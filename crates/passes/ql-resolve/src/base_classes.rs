//! Base-class resolution

use crate::error::{DiagnosticSink, ResolveError};
use ql_intern::Symbol;
use ql_model::{Node, NodeId};
use ql_tree::Tree;

/// Resolves every class's recorded base-class paths.
///
/// Each unresolved `(access, path)` entry is looked up from the root with a
/// class-restricted search; an unqualified name that misses is retried from
/// each enclosing namespace, innermost first. On success the edge is set in
/// both directions in the same step: the deriving class's entry gains the
/// node, and the base gains a derived-class back-reference. On failure a
/// diagnostic is recorded and the path-only entry is kept for display.
pub fn resolve_base_classes(tree: &mut Tree, sink: &mut DiagnosticSink) {
    let classes: Vec<NodeId> = tree
        .pool()
        .iter()
        .filter(|(_, node)| node.is_class_node())
        .map(|(id, _)| id)
        .collect();

    for class in classes {
        let Some(data) = tree.node(class).class() else {
            continue;
        };
        let bases = data.bases.clone();
        let mut resolved = Vec::new();
        for (index, base) in bases.iter().enumerate() {
            if base.node.is_some() {
                continue;
            }
            match lookup_base(tree, class, &base.path) {
                Some(base_id) => resolved.push((index, base_id, base.access)),
                None => sink.push(ResolveError::UnresolvedBaseClass {
                    class: tree.qualified_name(class),
                    base: display_path(tree, &base.path),
                    location: tree.node(class).declared_at,
                }),
            }
        }
        for (index, base_id, access) in resolved {
            if let Some(data) = tree.node_mut(class).class_mut() {
                data.bases[index].node = Some(base_id);
            }
            if let Some(base_data) = tree.node_mut(base_id).class_mut() {
                base_data.add_derived(access, class);
            }
        }
    }
}

fn lookup_base(tree: &Tree, class: NodeId, path: &[Symbol]) -> Option<NodeId> {
    let found = tree.find_class_node(path);
    if found.is_some() && found != Some(class) {
        return found;
    }
    // An unqualified base name may live beside the class rather than at the
    // top level; retry from each enclosing namespace.
    if path.len() == 1 {
        let mut ancestor = tree.node(class).parent;
        while let Some(scope) = ancestor {
            if tree.node(scope).is_namespace() {
                let found = tree.find_node_recursive(path, scope, Node::is_class_node);
                if found.is_some() && found != Some(class) {
                    return found;
                }
            }
            ancestor = tree.node(scope).parent;
        }
    }
    None
}

fn display_path(tree: &Tree, path: &[Symbol]) -> String {
    path.iter()
        .map(|symbol| tree.interner().resolve(symbol))
        .collect::<Vec<_>>()
        .join("::")
}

Work instruction |
Starting with the line with "pub fn resolve_base_classes(tree: &mut" above and going on through the line with "if let Some(base_data)", transcribe every line exactly, both ends included, and add nothing.

Task answer |
pub fn resolve_base_classes(tree: &mut Tree, sink: &mut DiagnosticSink) {
    let classes: Vec<NodeId> = tree
        .pool()
        .iter()
        .filter(|(_, node)| node.is_class_node())
        .map(|(id, _)| id)
        .collect();

    for class in classes {
        let Some(data) = tree.node(class).class() else {
            continue;
        };
        let bases = data.bases.clone();
        let mut resolved = Vec::new();
        for (index, base) in bases.iter().enumerate() {
            if base.node.is_some() {
                continue;
            }
            match lookup_base(tree, class, &base.path) {
                Some(base_id) => resolved.push((index, base_id, base.access)),
                None => sink.push(ResolveError::UnresolvedBaseClass {
                    class: tree.qualified_name(class),
                    base: display_path(tree, &base.path),
                    location: tree.node(class).declared_at,
                }),
            }
        }
        for (index, base_id, access) in resolved {
            if let Some(data) = tree.node_mut(class).class_mut() {
                data.bases[index].node = Some(base_id);
            }
            if let Some(base_data) = tree.node_mut(base_id).class_mut() {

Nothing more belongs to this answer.